TASK INSTRUCTIONS:
The response should contain every record, reproduced exactly.

RECORDS PROVIDED:
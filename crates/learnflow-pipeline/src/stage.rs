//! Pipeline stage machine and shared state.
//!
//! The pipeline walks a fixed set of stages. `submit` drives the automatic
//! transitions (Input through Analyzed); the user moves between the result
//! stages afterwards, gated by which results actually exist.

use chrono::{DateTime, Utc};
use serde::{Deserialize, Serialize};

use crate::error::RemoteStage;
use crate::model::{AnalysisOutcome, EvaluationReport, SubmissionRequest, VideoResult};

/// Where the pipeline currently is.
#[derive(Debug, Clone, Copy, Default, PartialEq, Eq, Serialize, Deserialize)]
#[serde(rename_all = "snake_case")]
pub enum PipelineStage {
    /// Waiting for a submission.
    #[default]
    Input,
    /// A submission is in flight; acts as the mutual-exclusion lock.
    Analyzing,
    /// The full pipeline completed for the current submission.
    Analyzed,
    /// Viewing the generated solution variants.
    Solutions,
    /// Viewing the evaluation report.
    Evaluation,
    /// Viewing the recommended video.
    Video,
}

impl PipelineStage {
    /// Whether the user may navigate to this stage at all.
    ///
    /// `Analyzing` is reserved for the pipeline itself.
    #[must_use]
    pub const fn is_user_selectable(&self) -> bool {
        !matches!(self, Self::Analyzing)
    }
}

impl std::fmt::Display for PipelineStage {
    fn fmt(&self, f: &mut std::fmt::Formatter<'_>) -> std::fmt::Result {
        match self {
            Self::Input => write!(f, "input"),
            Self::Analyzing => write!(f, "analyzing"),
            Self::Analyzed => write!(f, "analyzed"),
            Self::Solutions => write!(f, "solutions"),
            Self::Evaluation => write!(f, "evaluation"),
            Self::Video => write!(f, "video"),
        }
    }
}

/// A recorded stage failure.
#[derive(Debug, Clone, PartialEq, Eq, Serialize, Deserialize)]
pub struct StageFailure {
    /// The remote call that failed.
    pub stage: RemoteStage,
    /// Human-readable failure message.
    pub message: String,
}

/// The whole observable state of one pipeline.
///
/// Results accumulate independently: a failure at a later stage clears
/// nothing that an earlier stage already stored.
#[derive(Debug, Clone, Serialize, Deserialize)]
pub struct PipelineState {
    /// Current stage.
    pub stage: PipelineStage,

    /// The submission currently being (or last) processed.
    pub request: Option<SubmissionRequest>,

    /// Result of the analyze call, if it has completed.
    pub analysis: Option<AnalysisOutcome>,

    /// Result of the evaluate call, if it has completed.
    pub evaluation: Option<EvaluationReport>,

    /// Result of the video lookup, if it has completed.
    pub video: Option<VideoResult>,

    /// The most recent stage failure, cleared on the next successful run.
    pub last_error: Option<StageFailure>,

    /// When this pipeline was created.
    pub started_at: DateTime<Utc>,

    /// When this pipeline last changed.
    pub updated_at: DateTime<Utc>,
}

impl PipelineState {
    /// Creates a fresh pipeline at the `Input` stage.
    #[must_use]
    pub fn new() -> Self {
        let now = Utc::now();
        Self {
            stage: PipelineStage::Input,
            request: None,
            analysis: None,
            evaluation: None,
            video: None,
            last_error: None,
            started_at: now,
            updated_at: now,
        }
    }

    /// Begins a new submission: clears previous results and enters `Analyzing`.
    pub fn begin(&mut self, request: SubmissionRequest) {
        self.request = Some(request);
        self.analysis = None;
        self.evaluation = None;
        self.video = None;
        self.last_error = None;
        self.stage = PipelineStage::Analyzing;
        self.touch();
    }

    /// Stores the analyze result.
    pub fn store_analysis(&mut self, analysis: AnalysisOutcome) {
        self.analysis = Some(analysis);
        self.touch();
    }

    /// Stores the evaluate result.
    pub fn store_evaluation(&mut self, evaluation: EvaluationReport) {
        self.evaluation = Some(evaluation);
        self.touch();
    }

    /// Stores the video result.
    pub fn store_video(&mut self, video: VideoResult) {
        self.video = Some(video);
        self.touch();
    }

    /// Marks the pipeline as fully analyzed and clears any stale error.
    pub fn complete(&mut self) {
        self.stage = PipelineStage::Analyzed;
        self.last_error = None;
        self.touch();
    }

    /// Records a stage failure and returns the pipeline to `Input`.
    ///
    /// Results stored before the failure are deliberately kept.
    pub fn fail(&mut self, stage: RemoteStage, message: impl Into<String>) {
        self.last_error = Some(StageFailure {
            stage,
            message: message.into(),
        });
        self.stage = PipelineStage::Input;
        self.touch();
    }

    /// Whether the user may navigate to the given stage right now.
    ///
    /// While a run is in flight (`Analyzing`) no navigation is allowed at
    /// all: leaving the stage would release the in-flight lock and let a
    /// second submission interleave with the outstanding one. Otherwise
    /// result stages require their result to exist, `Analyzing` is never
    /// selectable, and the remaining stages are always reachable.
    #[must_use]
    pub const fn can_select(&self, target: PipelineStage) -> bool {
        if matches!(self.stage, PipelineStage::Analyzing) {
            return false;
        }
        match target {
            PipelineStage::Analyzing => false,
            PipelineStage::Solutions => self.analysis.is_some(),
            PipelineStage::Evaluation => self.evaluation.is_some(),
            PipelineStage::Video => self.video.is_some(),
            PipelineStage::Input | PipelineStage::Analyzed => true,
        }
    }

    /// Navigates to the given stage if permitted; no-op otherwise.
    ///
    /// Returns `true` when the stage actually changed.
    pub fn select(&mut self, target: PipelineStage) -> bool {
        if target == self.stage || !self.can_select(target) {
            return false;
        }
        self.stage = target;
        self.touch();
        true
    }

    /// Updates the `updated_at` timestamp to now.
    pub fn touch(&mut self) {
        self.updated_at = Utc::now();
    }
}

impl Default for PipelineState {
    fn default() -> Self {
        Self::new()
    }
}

OUTPUT FOR THIS TASK:
filename crates/learnflow-pipeline/src/stage.rs
//! Pipeline stage machine and shared state.
//!
//! The pipeline walks a fixed set of stages. `submit` drives the automatic
//! transitions (Input through Analyzed); the user moves between the result
//! stages afterwards, gated by which results actually exist.

use chrono::{DateTime, Utc};
use serde::{Deserialize, Serialize};

use crate::error::RemoteStage;
use crate::model::{AnalysisOutcome, EvaluationReport, SubmissionRequest, VideoResult};

/// Where the pipeline currently is.
#[derive(Debug, Clone, Copy, Default, PartialEq, Eq, Serialize, Deserialize)]
#[serde(rename_all = "snake_case")]
pub enum PipelineStage {
    /// Waiting for a submission.
    #[default]
    Input,
    /// A submission is in flight; acts as the mutual-exclusion lock.
    Analyzing,
    /// The full pipeline completed for the current submission.
    Analyzed,
    /// Viewing the generated solution variants.
    Solutions,
    /// Viewing the evaluation report.
    Evaluation,
    /// Viewing the recommended video.
    Video,
}

impl PipelineStage {
    /// Whether the user may navigate to this stage at all.
    ///
    /// `Analyzing` is reserved for the pipeline itself.
    #[must_use]
    pub const fn is_user_selectable(&self) -> bool {
        !matches!(self, Self::Analyzing)
    }
}

impl std::fmt::Display for PipelineStage {
    fn fmt(&self, f: &mut std::fmt::Formatter<'_>) -> std::fmt::Result {
        match self {
            Self::Input => write!(f, "input"),
            Self::Analyzing => write!(f, "analyzing"),
            Self::Analyzed => write!(f, "analyzed"),
            Self::Solutions => write!(f, "solutions"),
            Self::Evaluation => write!(f, "evaluation"),
            Self::Video => write!(f, "video"),
        }
    }
}

/// A recorded stage failure.
#[derive(Debug, Clone, PartialEq, Eq, Serialize, Deserialize)]
pub struct StageFailure {
    /// The remote call that failed.
    pub stage: RemoteStage,
    /// Human-readable failure message.
    pub message: String,
}

/// The whole observable state of one pipeline.
///
/// Results accumulate independently: a failure at a later stage clears
/// nothing that an earlier stage already stored.
#[derive(Debug, Clone, Serialize, Deserialize)]
pub struct PipelineState {
    /// Current stage.
    pub stage: PipelineStage,

    /// The submission currently being (or last) processed.
    pub request: Option<SubmissionRequest>,

    /// Result of the analyze call, if it has completed.
    pub analysis: Option<AnalysisOutcome>,

    /// Result of the evaluate call, if it has completed.
    pub evaluation: Option<EvaluationReport>,

    /// Result of the video lookup, if it has completed.
    pub video: Option<VideoResult>,

    /// The most recent stage failure, cleared on the next successful run.
    pub last_error: Option<StageFailure>,

    /// When this pipeline was created.
    pub started_at: DateTime<Utc>,

    /// When this pipeline last changed.
    pub updated_at: DateTime<Utc>,
}

impl PipelineState {
    /// Creates a fresh pipeline at the `Input` stage.
    #[must_use]
    pub fn new() -> Self {
        let now = Utc::now();
        Self {
            stage: PipelineStage::Input,
            request: None,
            analysis: None,
            evaluation: None,
            video: None,
            last_error: None,
            started_at: now,
            updated_at: now,
        }
    }

    /// Begins a new submission: clears previous results and enters `Analyzing`.
    pub fn begin(&mut self, request: SubmissionRequest) {
        self.request = Some(request);
        self.analysis = None;
        self.evaluation = None;
        self.video = None;
        self.last_error = None;
        self.stage = PipelineStage::Analyzing;
        self.touch();
    }

    /// Stores the analyze result.
    pub fn store_analysis(&mut self, analysis: AnalysisOutcome) {
        self.analysis = Some(analysis);
        self.touch();
    }

    /// Stores the evaluate result.
    pub fn store_evaluation(&mut self, evaluation: EvaluationReport) {
        self.evaluation = Some(evaluation);
        self.touch();
    }

    /// Stores the video result.
    pub fn store_video(&mut self, video: VideoResult) {
        self.video = Some(video);
        self.touch();
    }

    /// Marks the pipeline as fully analyzed and clears any stale error.
    pub fn complete(&mut self) {
        self.stage = PipelineStage::Analyzed;
        self.last_error = None;
        self.touch();
    }

    /// Records a stage failure and returns the pipeline to `Input`.
    ///
    /// Results stored before the failure are deliberately kept.
    pub fn fail(&mut self, stage: RemoteStage, message: impl Into<String>) {
        self.last_error = Some(StageFailure {
            stage,
            message: message.into(),
        });
        self.stage = PipelineStage::Input;
        self.touch();
    }

    /// Whether the user may navigate to the given stage right now.
    ///
    /// While a run is in flight (`Analyzing`) no navigation is allowed at
    /// all: leaving the stage would release the in-flight lock and let a
    /// second submission interleave with the outstanding one. Otherwise
    /// result stages require their result to exist, `Analyzing` is never
    /// selectable, and the remaining stages are always reachable.
    #[must_use]
    pub const fn can_select(&self, target: PipelineStage) -> bool {
        if matches!(self.stage, PipelineStage::Analyzing) {
            return false;
        }
        match target {
            PipelineStage::Analyzing => false,
            PipelineStage::Solutions => self.analysis.is_some(),
            PipelineStage::Evaluation => self.evaluation.is_some(),
            PipelineStage::Video => self.video.is_some(),
            PipelineStage::Input | PipelineStage::Analyzed => true,
        }
    }

    /// Navigates to the given stage if permitted; no-op otherwise.
    ///
    /// Returns `true` when the stage actually changed.
    pub fn select(&mut self, target: PipelineStage) -> bool {
        if target == self.stage || !self.can_select(target) {
            return false;
        }
        self.stage = target;
        self.touch();
        true
    }

    /// Updates the `updated_at` timestamp to now.
    pub fn touch(&mut self) {
        self.updated_at = Utc::now();
    }
}

impl Default for PipelineState {
    fn default() -> Self {
        Self::new()
    }
}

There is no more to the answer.